Let \begin{align*} S&=\langle(1,0,k,k),(3,−2,−1,k)\rangle \\ H&=\{x \in \Bbb{R}^4 \mid 3x_1 + x_2 − 2x_3 − kx_4=0\}. \end{align*} Find all $k \in \Bbb{R}$ such that $S \subset H$.
Okay... I'm a bit confused with linear transformations, I feel like they don't teach them very well. There I have two Subspaces from what I see.
The first thing I did was try to find the basis of $H$..
I have $H\{\langle(1,-3,0,0),(0,2,1,0),(0,k,0,1)\rangle\}$
and now ? I don't know where I'm in the subspace.
I made a drawing so that you understand what I ask.
and sorry if I draw like a child, but I need to understand well why.
Finding a basis for $H$ is not what you want to be doing.
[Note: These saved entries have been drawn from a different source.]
//! Same-origin checks and href resolution
//!
//! Two URLs share an origin when their scheme, host, and port are all equal.
//! Relative hrefs are resolved against the base before comparison, so a bare
//! `/path` or `#fragment` href on a page always counts as same-origin.

use crate::{UrlError, UrlResult};
use url::Url;

/// Resolves an href against a base URL
///
/// Absolute hrefs pass through unchanged; relative hrefs (including
/// fragment-only ones) are joined onto the base.
///
/// # Examples
///
/// ```
/// use kumo_crawl::url::resolve_href;
///
/// let resolved = resolve_href("https://example.com", "/sites/42").unwrap();
/// assert_eq!(resolved.as_str(), "https://example.com/sites/42");
///
/// let resolved = resolve_href("https://example.com", "#section").unwrap();
/// assert_eq!(resolved.as_str(), "https://example.com/#section");
/// ```
pub fn resolve_href(base: &str, href: &str) -> UrlResult<Url> {
    let base_url = Url::parse(base).map_err(|e| UrlError::Parse(format!("{}: {}", base, e)))?;

    match Url::parse(href) {
        Ok(absolute) => Ok(absolute),
        Err(url::ParseError::RelativeUrlWithoutBase) => {
            base_url.join(href).map_err(|_| UrlError::Resolve {
                base: base.to_string(),
                href: href.to_string(),
            })
        }
        Err(e) => Err(UrlError::Parse(format!("{}: {}", href, e))),
    }
}

/// Decides same-origin membership of an href relative to a base URL
///
/// Compares scheme, host (case-insensitively, via the parser's lowercasing),
/// and effective port after resolving the href against the base. Unparseable
/// input is never same-origin.
pub fn same_origin(base: &str, href: &str) -> bool {
    if base.trim().is_empty() || href.trim().is_empty() {
        return false;
    }

    let base_url = match Url::parse(base) {
        Ok(u) => u,
        Err(_) => return false,
    };

    let href_url = match resolve_href(base, href) {
        Ok(u) => u,
        Err(_) => return false,
    };

    base_url.scheme() == href_url.scheme()
        && base_url.host_str() == href_url.host_str()
        && base_url.port_or_known_default() == href_url.port_or_known_default()
}

/// Returns whether an href is worth presenting for classification at all
///
/// Empty hrefs, bare `#` anchors, and `javascript:` pseudo-links are excluded
/// before any origin or classification logic sees them.
pub fn is_crawlable_href(href: &str) -> bool {
    let href = href.trim();
    !href.is_empty() && href != "#" && !href.starts_with("javascript:")
}

#[cfg(test)]
mod tests {
    use super::*;

    #[test]
    fn test_same_origin_identical() {
        assert!(same_origin("https://example.com", "https://example.com/a"));
    }

    #[test]
    fn test_same_origin_relative_href() {
        assert!(same_origin("https://example.com", "/a"));
        assert!(same_origin("https://example.com", "#section"));
    }

    #[test]
    fn test_different_host_not_same_origin() {
        assert!(!same_origin("https://example.com", "https://other.com/a"));
    }

    #[test]
    fn test_different_scheme_not_same_origin() {
        assert!(!same_origin("https://example.com", "http://example.com/a"));
    }

    #[test]
    fn test_different_port_not_same_origin() {
        assert!(!same_origin(
            "https://example.com:8443",
            "https://example.com/a"
        ));
    }

    #[test]
    fn test_default_port_matches_explicit() {
        assert!(same_origin("https://example.com", "https://example.com:443/a"));
    }

    #[test]
    fn test_subdomain_not_same_origin() {
        assert!(!same_origin("https://example.com", "https://sub.example.com/a"));
    }

    #[test]
    fn test_blank_input_not_same_origin() {
        assert!(!same_origin("", "https://example.com"));
        assert!(!same_origin("https://example.com", "  "));
    }

    #[test]
    fn test_malformed_href_not_same_origin() {
        assert!(!same_origin("https://example.com", "http://[bad"));
    }

    #[test]
    fn test_resolve_absolute_passthrough() {
        let resolved = resolve_href("https://example.com", "https://example.com/x").unwrap();
        assert_eq!(resolved.as_str(), "https://example.com/x");
    }

    #[test]
    fn test_resolve_relative_path() {
        let resolved = resolve_href("https://example.com/base/", "child").unwrap();
        assert_eq!(resolved.as_str(), "https://example.com/base/child");
    }

    #[test]
    fn test_resolve_fragment_only() {
        let resolved = resolve_href("https://example.com", "#top").unwrap();
        assert_eq!(resolved.as_str(), "https://example.com/#top");
    }

    #[test]
    fn test_resolve_invalid_base_is_error() {
        assert!(resolve_href("not a url", "/a").is_err());
    }

    #[test]
    fn test_crawlable_href_filter() {
        assert!(is_crawlable_href("/sites/42"));
        assert!(is_crawlable_href("#section"));
        assert!(!is_crawlable_href(""));
        assert!(!is_crawlable_href("   "));
        assert!(!is_crawlable_href("#"));
        assert!(!is_crawlable_href("javascript:void(0)"));
    }
}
Deciding if $\langle w_1, \ldots, w_m \rangle \subset \langle v_1, \ldots, v_n\rangle$ is not nearly as simple as testing to see if $\{w_1, \ldots, w_m \} \subset \{ v_1, \ldots, v_n\}$. Non-trivial finite-dimensional vector spaces have many bases (infinitely many when they're real or complex), and two bases for the same space might have no vectors in common.
What you should do is see when the two spanning vectors of $S$ belong to $H$. Let's call these vectors $v$ and $w$. If we can see that $v, w \in H$, then because $H$ is a subspace, we know that $a v + b w \in H$. That is, every element of $\langle v, w \rangle = S$ belongs to $H$, i.e. $S \subset H$. Conversely, of course, if either of the vectors don't belong to $H$, then neither does all of $S$.
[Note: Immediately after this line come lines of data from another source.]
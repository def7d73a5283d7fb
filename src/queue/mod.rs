//! Deduplicating work queue for crawl distribution
//!
//! This module owns the concurrency core of the crawler: a FIFO queue keyed by
//! a unique fingerprint that guarantees each key is queued or in flight at most
//! once until explicitly released. Two instances of it carry the whole crawl:
//! one for URLs awaiting a fetch, one for scraped records awaiting persistence.

mod dedup;

pub use dedup::{DedupQueue, QueueError};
How do we see when these vectors belong to $H$? We just have to check when they each satisfy the definition of $H$. In particular, $$(1, 0, k, k) \in H \iff 3(1) + (0) - 2(k) - k(k) = 0 \iff 3 - 2k - k^2 = 0.$$ Similarly, $$(3, -2, -1, k) \in H \iff 3(3) + (-2) - 2(-1) - k(k) = 0 \iff 9 - k^2 = 0.$$ So, $S \subset H$ if and only if $3 - 2k - k^2$ and $9 - k^2 = 0$ at the same time! If you solve both quadratics, you'll find this happens if and only if $k = -3$.